» **Source data**
↓

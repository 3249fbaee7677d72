use thiserror::Error;

#[derive(Error, Debug, Clone, PartialEq)]
pub enum TsaError {
    #[error("invalid model order: {0}")]
    InvalidOrder(String),

    #[error("parameter length mismatch: expected {expected}, got {got}")]
    ParamLengthMismatch { expected: usize, got: usize },

    #[error("dimension mismatch: {0}")]
    DimensionMismatch(String),

    #[error("insufficient data: got {n} observations, need at least {min}")]
    InsufficientData { n: usize, min: usize },

    #[error("input data contains non-finite values")]
    NonFiniteData,

    #[error("invalid configuration: {0}")]
    InvalidConfig(String),

    #[error("initial state covariance solve failed: (I - T⊗T) is singular")]
    SingularInitialCovariance,

    #[error("non-positive forecast variance {value} at observation {t}")]
    NonPositiveVariance { t: usize, value: f64 },

    #[error("parameter maps to the boundary of the transform domain (|coefficient| >= 1)")]
    BoundaryParameter,

    #[error("singular matrix: {0}")]
    SingularMatrix(String),

    #[error("optimization failed: {0}")]
    OptimizationFailed(String),

    #[error("log-likelihood is not finite at the starting parameters")]
    InfeasibleStart,
}

pub type Result<T> = std::result::Result<T, TsaError>;
use statrs::distribution::{ContinuousCDF, Normal};

use crate::error::{Result, TsaError};
use crate::kalman::{FilterOutput, KalmanOutput};
use crate::state_space::StateSpace;

/// H-step ahead forecast result.
#[derive(Debug, Clone)]
pub struct ForecastResult {
    /// Forecast means E[y_{n+h}] for h = 1..steps.
    pub mean: Vec<f64>,
    /// Forecast variances Var[y_{n+h}].
    pub variance: Vec<f64>,
    /// Lower confidence interval bounds.
    pub ci_lower: Vec<f64>,
    /// Upper confidence interval bounds.
    pub ci_upper: Vec<f64>,
}

/// Residual diagnostics output.
#[derive(Debug, Clone)]
pub struct ResidualOutput {
    /// Raw innovations v_t.
    pub residuals: Vec<f64>,
    /// Standardized residuals v_t / sqrt(F_t * scale).
    pub standardized_residuals: Vec<f64>,
}

/// Two-sided normal critical value for a `1 - alpha` interval.
pub fn critical_value(alpha: f64) -> Result<f64> {
    if !(alpha > 0.0 && alpha < 1.0) {
        return Err(TsaError::InvalidConfig(format!(
            "alpha must lie in (0, 1), got {}",
            alpha
        )));
    }
    let normal = Normal::new(0.0, 1.0).map_err(|e| TsaError::InvalidConfig(e.to_string()))?;
    Ok(normal.inverse_cdf(1.0 - alpha / 2.0))
}

/// H-step forecast from the state one step past the sample.
///
/// `regression` holds the trend / exogenous mean for each future period
/// (empty when the model has none). With the concentrated recursion the
/// state covariance is in units of sigma2:
///   y_hat_h = Z' a_h + d_h
///   F_h     = Z' P_h Z * sigma2
///   a_{h+1} = T a_h
///   P_{h+1} = T P_h T' + R R'
pub fn forecast(
    ss: &StateSpace,
    filter_output: &FilterOutput,
    sigma2: f64,
    steps: usize,
    alpha: f64,
    regression: &[f64],
) -> Result<ForecastResult> {
    if !regression.is_empty() && regression.len() < steps {
        return Err(TsaError::DimensionMismatch(format!(
            "future regression mean has {} periods, {} requested",
            regression.len(),
            steps
        )));
    }
    let z_alpha = critical_value(alpha)?;

    let z = &ss.design;
    let t_mat = &ss.transition;
    let rrt = ss.rrt();

    let mut a = filter_output.final_state.clone();
    let mut p = filter_output.final_state_cov.clone();

    let mut mean = Vec::with_capacity(steps);
    let mut variance = Vec::with_capacity(steps);
    let mut ci_lower = Vec::with_capacity(steps);
    let mut ci_upper = Vec::with_capacity(steps);

    for h in 0..steps {
        let d_h = regression.get(h).copied().unwrap_or(0.0);
        let y_hat = z.dot(&a) + d_h;

        let f_h = (z.dot(&(&p * z)) * sigma2).max(0.0);
        let se = f_h.sqrt();
        mean.push(y_hat);
        variance.push(f_h);
        ci_lower.push(y_hat - z_alpha * se);
        ci_upper.push(y_hat + z_alpha * se);

        a = t_mat * &a;
        p = t_mat * &p * t_mat.transpose() + &rrt;
    }

    Ok(ForecastResult {
        mean,
        variance,
        ci_lower,
        ci_upper,
    })
}

/// Residuals and standardized residuals from Kalman filter output.
///
/// `sigma2` rescales the forecast variances of a concentrated recursion;
/// pass 1.0 when the recursion ran with a known scale.
pub fn compute_residuals(output: &KalmanOutput, sigma2: f64) -> ResidualOutput {
    let standardized = output
        .innovations
        .iter()
        .zip(output.innovation_vars.iter())
        .map(|(&v, &f)| {
            let var = f * sigma2;
            if var > 0.0 {
                v / var.sqrt()
            } else {
                0.0
            }
        })
        .collect();

    ResidualOutput {
        residuals: output.innovations.clone(),
        standardized_residuals: standardized,
    }
}

#[cfg(test)]
mod tests {
    use super::*;
    use crate::initialization::KalmanInit;
    use crate::kalman::{kalman_filter, Scale};

    fn ar1_filter(phi: f64, y: &[f64]) -> (StateSpace, FilterOutput) {
        let ss = StateSpace::arma(&[phi], &[]).unwrap();
        let init = KalmanInit::stationary(&ss).unwrap();
        let fo = kalman_filter(y, &ss, &init, Scale::Concentrated, 0).unwrap();
        (ss, fo)
    }

    #[test]
    fn test_critical_value() {
        assert!((critical_value(0.05).unwrap() - 1.959963984540054).abs() < 1e-8);
        assert!((critical_value(0.10).unwrap() - 1.6448536269514722).abs() < 1e-8);
        assert!(critical_value(0.0).is_err());
        assert!(critical_value(1.5).is_err());
    }

    #[test]
    fn test_ar1_forecast_decays() {
        let phi = 0.8;
        let y = [0.5, -0.3, 1.2, 0.9, 2.0];
        let (ss, fo) = ar1_filter(phi, &y);
        let fc = forecast(&ss, &fo, 2.0, 3, 0.05, &[]).unwrap();
        // mean: phi^h y_n
        assert!((fc.mean[0] - phi * 2.0).abs() < 1e-12);
        assert!((fc.mean[1] - phi * phi * 2.0).abs() < 1e-12);
        // variance: sigma2 (1 + phi^2 + ... )
        assert!((fc.variance[0] - 2.0).abs() < 1e-10);
        assert!((fc.variance[1] - 2.0 * (1.0 + phi * phi)).abs() < 1e-10);
        assert!(fc.ci_lower[2] < fc.mean[2] && fc.mean[2] < fc.ci_upper[2]);
    }

    #[test]
    fn test_forecast_adds_regression_mean() {
        let y = [0.1, 0.2, -0.4];
        let (ss, fo) = ar1_filter(0.5, &y);
        let base = forecast(&ss, &fo, 1.0, 2, 0.05, &[]).unwrap();
        let shifted = forecast(&ss, &fo, 1.0, 2, 0.05, &[10.0, 20.0]).unwrap();
        assert!((shifted.mean[0] - base.mean[0] - 10.0).abs() < 1e-12);
        assert!((shifted.mean[1] - base.mean[1] - 20.0).abs() < 1e-12);
        assert_eq!(shifted.variance, base.variance);
        assert!(forecast(&ss, &fo, 1.0, 3, 0.05, &[1.0]).is_err());
    }

    #[test]
    fn test_zero_steps() {
        let (ss, fo) = ar1_filter(0.5, &[1.0, 2.0]);
        let fc = forecast(&ss, &fo, 1.0, 0, 0.05, &[]).unwrap();
        assert!(fc.mean.is_empty());
    }

    #[test]
    fn test_standardized_residuals() {
        let y = [1.0, 0.5, -0.2, 0.3];
        let (_, fo) = ar1_filter(0.5, &y);
        let out = compute_residuals(&fo.output, 4.0);
        assert_eq!(out.residuals, fo.output.innovations);
        // first innovation: y_0 with F = 1 / (1 - phi^2)
        let expected = 1.0 / (4.0 / 0.75f64).sqrt();
        assert!((out.standardized_residuals[0] - expected).abs() < 1e-12);
    }
}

↑

The response must consist solely of the lines from the first line of the entries through the line containing "usize, got: usize", repeated exactly.

repository 3249fbaee7677d72
use thiserror::Error;

#[derive(Error, Debug, Clone, PartialEq)]
pub enum TsaError {
    #[error("invalid model order: {0}")]
    InvalidOrder(String),

    #[error("parameter length mismatch: expected {expected}, got {got}")]
    ParamLengthMismatch { expected: usize, got: usize },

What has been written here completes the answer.